Terça, 2 de junho de 2026
“O empresário tende inevitavelmente a se transformar em rentista e a dominar cada vez mais aqueles que só possuem sua força de trabalho. Uma vez constituído, o capital se reproduz sozinho, mais rápido do que cresce a produção. O passado devora a produção.” — Thomas Piketty, O capital no século XXI.
Ao contrário do que afirma Paulo Gala em seu excelente “Rumo a 2050” (Carta Capital, 27/05/2026), o crescimento da economia, por si, não altera a estrutura distributiva. Ao contrário, não apenas convive com alta concentração de renda, como a promove.
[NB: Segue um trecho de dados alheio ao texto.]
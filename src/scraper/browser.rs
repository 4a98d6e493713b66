//! Browser automation using chromiumoxide.

use anyhow::{Context, Result};
use chromiumoxide::browser::{Browser as ChromeBrowser, BrowserConfig as ChromeConfig};
use chromiumoxide::cdp::js_protocol::runtime::EvaluateParams;
use chromiumoxide::page::Page;
use futures::StreamExt;

use crate::config::BrowserConfig;

/// What the pipeline needs from a rendered page.
///
/// Every selector is a CSS selector. Reads return `None` when nothing matches.
pub trait PageDriver {
    async fn click(&self, selector: &str) -> Result<()>;

    /// Set a text field's value and fire its input/change events
    async fn fill(&self, selector: &str, value: &str) -> Result<()>;

    /// Choose an option of a `<select>` and fire its change event
    async fn select_option(&self, selector: &str, value: &str) -> Result<()>;

    async fn outer_html(&self, selector: &str) -> Result<Option<String>>;

    async fn text_content(&self, selector: &str) -> Result<Option<String>>;

    /// Form value of an input/select, falling back to its text
    async fn value(&self, selector: &str) -> Result<Option<String>>;
}

/// Headless Chrome session; one per target date
pub struct Browser {
    browser: ChromeBrowser,
    handle: tokio::task::JoinHandle<()>,
}

impl Browser {
    /// Launch a new browser instance
    pub async fn launch(config: &BrowserConfig) -> Result<Self> {
        let chrome_path = match &config.chrome_path {
            Some(path) => path.as_str(),
            None if cfg!(target_os = "macos") => {
                "/Applications/Google Chrome.app/Contents/MacOS/Google Chrome"
            }
            None if cfg!(target_os = "windows") => {
                "C:\\Program Files\\Google\\Chrome\\Application\\chrome.exe"
            }
            None => "google-chrome",
        };

        let mut builder = ChromeConfig::builder()
            .chrome_executable(chrome_path)
            .no_sandbox()
            .disable_default_args()
            .arg("--disable-gpu")
            .arg("--disable-dev-shm-usage")
            .arg("--no-first-run")
            .arg("--no-default-browser-check")
            .arg("--disable-extensions")
            .arg("--disable-background-networking")
            .arg("--disable-sync")
            .arg("--mute-audio")
            .window_size(1920, 1080);
        if config.headless {
            builder = builder.arg("--headless=new");
        } else {
            builder = builder.with_head();
        }
        let chrome_config = builder
            .build()
            .map_err(|e| anyhow::anyhow!("Failed to build browser config: {}", e))?;

        let (browser, mut handler) = ChromeBrowser::launch(chrome_config)
            .await
            .map_err(|e| anyhow::anyhow!("Failed to launch browser: {}", e))?;

        // Spawn handler task - must keep running for browser to work
        let handle = tokio::spawn(async move {
            while let Some(event) = handler.next().await {
                if let Err(e) = event {
                    tracing::trace!("CDP handler error: {}", e);
                }
            }
        });

        Ok(Self { browser, handle })
    }

    /// Open `url` in a new tab and wait for navigation to finish
    pub async fn open(&self, url: &str) -> Result<ChromePage> {
        let page = self
            .browser
            .new_page(url)
            .await
            .map_err(|e| anyhow::anyhow!("Failed to open {}: {}", url, e))?;

        page.wait_for_navigation()
            .await
            .map_err(|e| anyhow::anyhow!("Navigation to {} did not finish: {}", url, e))?;

        Ok(ChromePage { page })
    }

    /// Close the browser
    pub async fn close(mut self) -> Result<()> {
        if let Err(e) = self.browser.close().await {
            tracing::debug!("Browser close: {}", e);
        }
        let _ = self.browser.wait().await;
        self.handle.abort();
        Ok(())
    }
}

/// A tab driven through JavaScript evaluation
pub struct ChromePage {
    page: Page,
}

impl ChromePage {
    /// Evaluate `script` and decode its JSON string result
    async fn eval_json<T: serde::de::DeserializeOwned>(&self, script: String) -> Result<T> {
        let mut params = EvaluateParams::new(script);
        params.return_by_value = Some(true);

        // CDP drops `null` results, so scripts always return JSON text
        let json: String = self
            .page
            .evaluate_expression(params)
            .await
            .map_err(|e| anyhow::anyhow!("Script evaluation failed: {}", e))?
            .into_value()
            .context("Script returned no value")?;

        serde_json::from_str(&json).context("Unexpected script result")
    }

    /// Run `body` with `el` bound to the first element matching `selector`
    async fn with_element<T: serde::de::DeserializeOwned>(
        &self,
        selector: &str,
        body: &str,
    ) -> Result<T> {
        let selector_js = serde_json::to_string(selector)?;
        self.eval_json(format!(
            "JSON.stringify((() => {{ const el = document.querySelector({}); {} }})())",
            selector_js, body
        ))
        .await
    }

    async fn expect_element(&self, selector: &str, body: &str) -> Result<()> {
        let found: bool = self
            .with_element(selector, &format!("if (!el) return false; {} return true;", body))
            .await?;
        if !found {
            anyhow::bail!("Element not found: {}", selector);
        }
        Ok(())
    }
}

impl PageDriver for ChromePage {
    async fn click(&self, selector: &str) -> Result<()> {
        let element = self
            .page
            .find_element(selector)
            .await
            .map_err(|e| anyhow::anyhow!("Element not found: {}: {}", selector, e))?;
        element
            .click()
            .await
            .map_err(|e| anyhow::anyhow!("Click on {} failed: {}", selector, e))?;
        Ok(())
    }

    async fn fill(&self, selector: &str, value: &str) -> Result<()> {
        let value_js = serde_json::to_string(value)?;
        self.expect_element(
            selector,
            &format!(
                "el.value = {}; \
                 el.dispatchEvent(new Event('input', {{ bubbles: true }})); \
                 el.dispatchEvent(new Event('change', {{ bubbles: true }}));",
                value_js
            ),
        )
        .await
    }

    async fn select_option(&self, selector: &str, value: &str) -> Result<()> {
        let value_js = serde_json::to_string(value)?;
        self.expect_element(
            selector,
            &format!(
                "el.value = {}; el.dispatchEvent(new Event('change', {{ bubbles: true }}));",
                value_js
            ),
        )
        .await
    }

    async fn outer_html(&self, selector: &str) -> Result<Option<String>> {
        self.with_element(selector, "return el ? el.outerHTML : null;")
            .await
    }

    async fn text_content(&self, selector: &str) -> Result<Option<String>> {
        self.with_element(selector, "return el ? el.textContent : null;")
            .await
    }

    async fn value(&self, selector: &str) -> Result<Option<String>> {
        self.with_element(
            selector,
            "if (!el) return null; return ('value' in el && el.value) ? el.value : el.textContent;",
        )
        .await
    }
}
A história testemunha que o crescimento da renda per capita pode conviver com estagnação relativa ou perda do poder aquisitivo dos trabalhadores. Marx, no século XIX, explicou a contradição entre a expansão das forças produtivas e as relações sociais de produção. Tal disfunção se agrava na periferia do capitalismo contemporâneo, onde o desenvolvimento econômico se conjuga com setores altamente atrasados. Celso Furtado, ainda nos anos 1960, referia-se ao que denominou “difusão restrita do progresso técnico”: os ganhos de produtividade concentram-se em setores modernos, todavia sem irradiar para o conjunto da economia, acentuando as desigualdades.